* _Requirement_
A word-for-word transcript of the closing lines is required: from the one with "Read one dotted" through the final line of the data.

Start of Available data

//! `package.json` reader.
//!
//! Apps describe their dev server and tests through `package.json`
//! properties addressed with dotted paths such as `scripts.dev` or
//! `kcdshop.scripts.test`.

use serde_json::Value;
use std::path::{Path, PathBuf};
use thiserror::Error;

#[derive(Debug, Error)]
pub enum PackageError {
    #[error("no package.json in `{0}`")]
    Missing(PathBuf),

    #[error("could not read `{0}`")]
    Io(PathBuf, #[source] std::io::Error),

    #[error("malformed package.json `{0}`")]
    Malformed(PathBuf, #[source] serde_json::Error),
}

pub fn package_path(dir: &Path) -> PathBuf {
    dir.join("package.json")
}

/// Parse `<dir>/package.json`.
pub async fn read_package(dir: &Path) -> Result<Value, PackageError> {
    let path = package_path(dir);
    let content = match tokio::fs::read_to_string(&path).await {
        Ok(content) => content,
        Err(err) if err.kind() == std::io::ErrorKind::NotFound => {
            return Err(PackageError::Missing(dir.to_path_buf()));
        }
        Err(err) => return Err(PackageError::Io(path, err)),
    };
    serde_json::from_str(&content).map_err(|err| PackageError::Malformed(path, err))
}

/// Look up a dotted property path inside a parsed package.
pub fn property<'a>(package: &'a Value, dotted: &str) -> Option<&'a Value> {
    dotted
        .split('.')
        .try_fold(package, |value, key| value.get(key))
        .filter(|value| !value.is_null())
}

/// Read one dotted property from `<dir>/package.json`.
pub async fn read_property(dir: &Path, dotted: &str) -> Result<Option<Value>, PackageError> {
    let package = read_package(dir).await?;
    Ok(property(&package, dotted).cloned())
}

/// Non-empty string property, or `None`. A missing `package.json` counts as
/// an absent property; a malformed one is an error.
pub async fn string_property(dir: &Path, dotted: &str) -> Result<Option<String>, PackageError> {
    match read_property(dir, dotted).await {
        Ok(value) => Ok(value
            .as_ref()
            .and_then(Value::as_str)
            .map(str::trim)
            .filter(|s| !s.is_empty())
            .map(str::to_owned)),
        Err(PackageError::Missing(_)) => Ok(None),
        Err(err) => Err(err),
    }
}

End of Available data

* _Reply to the task_
/// Read one dotted property from `<dir>/package.json`.
pub async fn read_property(dir: &Path, dotted: &str) -> Result<Option<Value>, PackageError> {
    let package = read_package(dir).await?;
    Ok(property(&package, dotted).cloned())
}

/// Non-empty string property, or `None`. A missing `package.json` counts as
/// an absent property; a malformed one is an error.
pub async fn string_property(dir: &Path, dotted: &str) -> Result<Option<String>, PackageError> {
    match read_property(dir, dotted).await {
        Ok(value) => Ok(value
            .as_ref()
            .and_then(Value::as_str)
            .map(str::trim)
            .filter(|s| !s.is_empty())
            .map(str::to_owned)),
        Err(PackageError::Missing(_)) => Ok(None),
        Err(err) => Err(err),
    }
}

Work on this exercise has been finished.